## Activity
Write out the full listing again. Make no alterations.

=-=-=

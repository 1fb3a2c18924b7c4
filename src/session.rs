//! Wallet identity tracking.
//!
//! The tracker turns raw wallet provider snapshots into the few transitions
//! the cart cares about. It never touches the cart itself; the engine acts
//! on the returned [`SessionTransition`].

use tracing::{debug, warn};

use crate::model::{SessionStatus, WalletAddress, WalletSession};

/// What the engine has to do after a session snapshot.
#[derive(Debug, Clone, PartialEq, Eq)]
pub enum SessionTransition {
    /// Entered `connected`. The cart must be reloaded for `address`, and
    /// cleared first when `previous` is a different identity.
    Connected {
        previous: Option<WalletAddress>,
        address: WalletAddress,
    },
    /// Dropped to `disconnected`; the guest cart takes over.
    Disconnected { previous: Option<WalletAddress> },
    /// A different wallet is on its way in; the old cart must go now.
    Isolated { previous: WalletAddress },
    /// Nothing observable changed.
    Unchanged,
}

impl SessionTransition {
    /// Whether the transition moves the cart to another identity.
    pub fn switches_identity(&self) -> bool {
        match self {
            SessionTransition::Connected { previous, address } => previous.as_ref() != Some(address),
            SessionTransition::Disconnected { .. } | SessionTransition::Isolated { .. } => true,
            SessionTransition::Unchanged => false,
        }
    }
}

/// Tracks the current wallet session and the identity owning the loaded cart.
#[derive(Debug, Default)]
pub struct WalletSessionTracker {
    session: WalletSession,
    /// Address whose cart is currently loaded, `None` for the guest cart.
    owner: Option<WalletAddress>,
    /// Wallet on its way in after an isolation; the visible cart has no owner.
    pending: Option<WalletAddress>,
}

impl WalletSessionTracker {
    pub fn new() -> Self {
        Self::default()
    }

    pub fn session(&self) -> &WalletSession {
        &self.session
    }

    /// Identity the visible cart belongs to; `None` is the guest cart.
    pub fn owner(&self) -> Option<&WalletAddress> {
        self.owner.as_ref()
    }

    /// Whether the cart is isolated while another wallet connects. The
    /// visible cart then belongs to neither the guest nor any wallet.
    pub fn is_isolated(&self) -> bool {
        self.pending.is_some()
    }

    /// Record a new snapshot from the wallet provider.
    pub fn observe(&mut self, session: WalletSession) -> SessionTransition {
        let transition = match (session.status, session.address.as_ref()) {
            (SessionStatus::Connected, Some(address)) => {
                let same = self.session.status == SessionStatus::Connected
                    && self.owner.as_ref() == Some(address);
                if same {
                    SessionTransition::Unchanged
                } else {
                    self.pending = None;
                    let previous = self.owner.replace(address.clone());
                    SessionTransition::Connected {
                        previous,
                        address: address.clone(),
                    }
                }
            }
            (SessionStatus::Connected, None) => {
                warn!("wallet reported connected without an address, ignoring");
                return SessionTransition::Unchanged;
            }
            (SessionStatus::Disconnected, _) => {
                if self.session.status == SessionStatus::Disconnected {
                    SessionTransition::Unchanged
                } else {
                    self.pending = None;
                    SessionTransition::Disconnected {
                        previous: self.owner.take(),
                    }
                }
            }
            (SessionStatus::Connecting | SessionStatus::Reconnecting, incoming) => {
                match (&self.owner, incoming) {
                    (Some(owner), Some(incoming)) if owner != incoming => {
                        let previous = owner.clone();
                        self.owner = None;
                        self.pending = Some(incoming.clone());
                        SessionTransition::Isolated { previous }
                    }
                    _ => SessionTransition::Unchanged,
                }
            }
        };

        debug!(status = ?session.status, ?transition, "wallet session observed");
        self.session = session;
        transition
    }
}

=-=-=

## Response
repository 1fb3a2c18924b7c4
filename src/session.rs
//! Wallet identity tracking.
//!
//! The tracker turns raw wallet provider snapshots into the few transitions
//! the cart cares about. It never touches the cart itself; the engine acts
//! on the returned [`SessionTransition`].

use tracing::{debug, warn};

use crate::model::{SessionStatus, WalletAddress, WalletSession};

/// What the engine has to do after a session snapshot.
#[derive(Debug, Clone, PartialEq, Eq)]
pub enum SessionTransition {
    /// Entered `connected`. The cart must be reloaded for `address`, and
    /// cleared first when `previous` is a different identity.
    Connected {
        previous: Option<WalletAddress>,
        address: WalletAddress,
    },
    /// Dropped to `disconnected`; the guest cart takes over.
    Disconnected { previous: Option<WalletAddress> },
    /// A different wallet is on its way in; the old cart must go now.
    Isolated { previous: WalletAddress },
    /// Nothing observable changed.
    Unchanged,
}

impl SessionTransition {
    /// Whether the transition moves the cart to another identity.
    pub fn switches_identity(&self) -> bool {
        match self {
            SessionTransition::Connected { previous, address } => previous.as_ref() != Some(address),
            SessionTransition::Disconnected { .. } | SessionTransition::Isolated { .. } => true,
            SessionTransition::Unchanged => false,
        }
    }
}

/// Tracks the current wallet session and the identity owning the loaded cart.
#[derive(Debug, Default)]
pub struct WalletSessionTracker {
    session: WalletSession,
    /// Address whose cart is currently loaded, `None` for the guest cart.
    owner: Option<WalletAddress>,
    /// Wallet on its way in after an isolation; the visible cart has no owner.
    pending: Option<WalletAddress>,
}

impl WalletSessionTracker {
    pub fn new() -> Self {
        Self::default()
    }

    pub fn session(&self) -> &WalletSession {
        &self.session
    }

    /// Identity the visible cart belongs to; `None` is the guest cart.
    pub fn owner(&self) -> Option<&WalletAddress> {
        self.owner.as_ref()
    }

    /// Whether the cart is isolated while another wallet connects. The
    /// visible cart then belongs to neither the guest nor any wallet.
    pub fn is_isolated(&self) -> bool {
        self.pending.is_some()
    }

    /// Record a new snapshot from the wallet provider.
    pub fn observe(&mut self, session: WalletSession) -> SessionTransition {
        let transition = match (session.status, session.address.as_ref()) {
            (SessionStatus::Connected, Some(address)) => {
                let same = self.session.status == SessionStatus::Connected
                    && self.owner.as_ref() == Some(address);
                if same {
                    SessionTransition::Unchanged
                } else {
                    self.pending = None;
                    let previous = self.owner.replace(address.clone());
                    SessionTransition::Connected {
                        previous,
                        address: address.clone(),
                    }
                }
            }
            (SessionStatus::Connected, None) => {
                warn!("wallet reported connected without an address, ignoring");
                return SessionTransition::Unchanged;
            }
            (SessionStatus::Disconnected, _) => {
                if self.session.status == SessionStatus::Disconnected {
                    SessionTransition::Unchanged
                } else {
                    self.pending = None;
                    SessionTransition::Disconnected {
                        previous: self.owner.take(),
                    }
                }
            }
            (SessionStatus::Connecting | SessionStatus::Reconnecting, incoming) => {
                match (&self.owner, incoming) {
                    (Some(owner), Some(incoming)) if owner != incoming => {
                        let previous = owner.clone();
                        self.owner = None;
                        self.pending = Some(incoming.clone());
                        SessionTransition::Isolated { previous }
                    }
                    _ => SessionTransition::Unchanged,
                }
            }
        };

        debug!(status = ?session.status, ?transition, "wallet session observed");
        self.session = session;
        transition
    }
}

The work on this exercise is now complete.